**EXERCISE DETAILS**
In the entries below, find each line bearing the string "items" and copy it.

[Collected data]
=== Section Start ===

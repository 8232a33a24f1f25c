//! Pointbook CLI - Staff sales bonus calculator
//!
//! Usage:
//!   pointbook init                                  Initialize database
//!   pointbook history import march.csv --store 中山店  Import purchase history
//!   pointbook staff import staff.csv                Load the staff directory
//!   pointbook compute --file april.csv --output april.xlsx

mod cli;
mod commands;


use anyhow::Result;
use clap::Parser;
use tracing_subscriber::{fmt, prelude::*, EnvFilter};

use cli::*;

#[tokio::main]
async fn main() -> Result<()> {
    let cli = Cli::parse();

    // Set up logging
    // Priority: RUST_LOG env var > --verbose flag > default (info)
    let filter = if std::env::var("RUST_LOG").is_ok() {
        EnvFilter::from_default_env()
    } else if cli.verbose {
        EnvFilter::new("debug")
    } else {
        EnvFilter::new("info")
    };

    tracing_subscriber::registry()
        .with(filter)
        .with(fmt::layer().with_target(false).compact())
        .init();

    match cli.command {
        Commands::Init => commands::cmd_init(&cli.db),
        Commands::History { action } => {
            let db = commands::open_db(&cli.db)?;
            match action {
                HistoryAction::Import { files, store } => {
                    let config = commands::load_config(cli.config.as_deref())?;
                    commands::cmd_history_import(&db, &config, &files, store.as_deref()).await
                }
                HistoryAction::Stats => commands::cmd_history_stats(&db),
                HistoryAction::Years { store } => commands::cmd_history_years(&db, &store),
                HistoryAction::Months { store, year } => {
                    commands::cmd_history_months(&db, &store, &year)
                }
                HistoryAction::Delete {
                    store,
                    year,
                    month,
                    yes,
                } => commands::cmd_history_delete(
                    &db,
                    &store,
                    year.as_deref(),
                    month.as_deref(),
                    yes,
                ),
                HistoryAction::Clear { yes } => commands::cmd_history_clear(&db, yes),
                HistoryAction::Browse {
                    store,
                    year,
                    month,
                    page,
                    per_page,
                } => commands::cmd_history_browse(
                    &db,
                    &store,
                    year.as_deref(),
                    month.as_deref(),
                    page,
                    per_page,
                ),
                HistoryAction::Log => commands::cmd_history_log(&db),
            }
        }
        Commands::Staff { action } => {
            let db = commands::open_db(&cli.db)?;
            match action {
                None | Some(StaffAction::List) => commands::cmd_staff_list(&db),
                Some(StaffAction::Add {
                    id,
                    name,
                    role,
                    branch,
                    customer_id,
                    points_standard,
                    cosmetic_standard,
                }) => {
                    let role = role.parse().map_err(|e: String| anyhow::anyhow!(e))?;
                    commands::cmd_staff_add(
                        &db,
                        pointbook_core::Staff {
                            id,
                            name,
                            role,
                            branch,
                            customer_id,
                            points_standard,
                            cosmetic_standard,
                        },
                    )
                }
                Some(StaffAction::Import { file }) => {
                    let config = commands::load_config(cli.config.as_deref())?;
                    commands::cmd_staff_import(&db, &config, &file)
                }
                Some(StaffAction::Remove { id }) => commands::cmd_staff_remove(&db, &id),
            }
        }
        Commands::Groups { action } => {
            let db = commands::open_db(&cli.db)?;
            match action {
                None | Some(GroupsAction::List) => commands::cmd_groups_list(&db),
                Some(GroupsAction::Add { name, items }) => {
                    commands::cmd_groups_add(&db, &name, &items)
                }
                Some(GroupsAction::Update { id, name, items }) => {
                    commands::cmd_groups_update(&db, id, &name, &items)
                }
                Some(GroupsAction::Remove { id }) => commands::cmd_groups_remove(&db, id),
            }
        }
        Commands::Compute(args) => {
            let db = commands::open_db(&cli.db)?;
            let config = commands::load_config(cli.config.as_deref())?;
            commands::cmd_compute(&db, &config, &args)
        }
        Commands::Backup { action } => {
            let db = commands::open_db(&cli.db)?;
            match action {
                BackupAction::Export { output } => commands::cmd_backup_export(&db, &output),
                BackupAction::Restore { file, yes } => {
                    commands::cmd_backup_restore(&db, &file, yes)
                }
            }
        }
    }
}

=== Section End ===

**SOLUTION TO THE EXERCISE**
                Some(GroupsAction::Add { name, items }) => {
                    commands::cmd_groups_add(&db, &name, &items)
                Some(GroupsAction::Update { id, name, items }) => {
                    commands::cmd_groups_update(&db, id, &name, &items)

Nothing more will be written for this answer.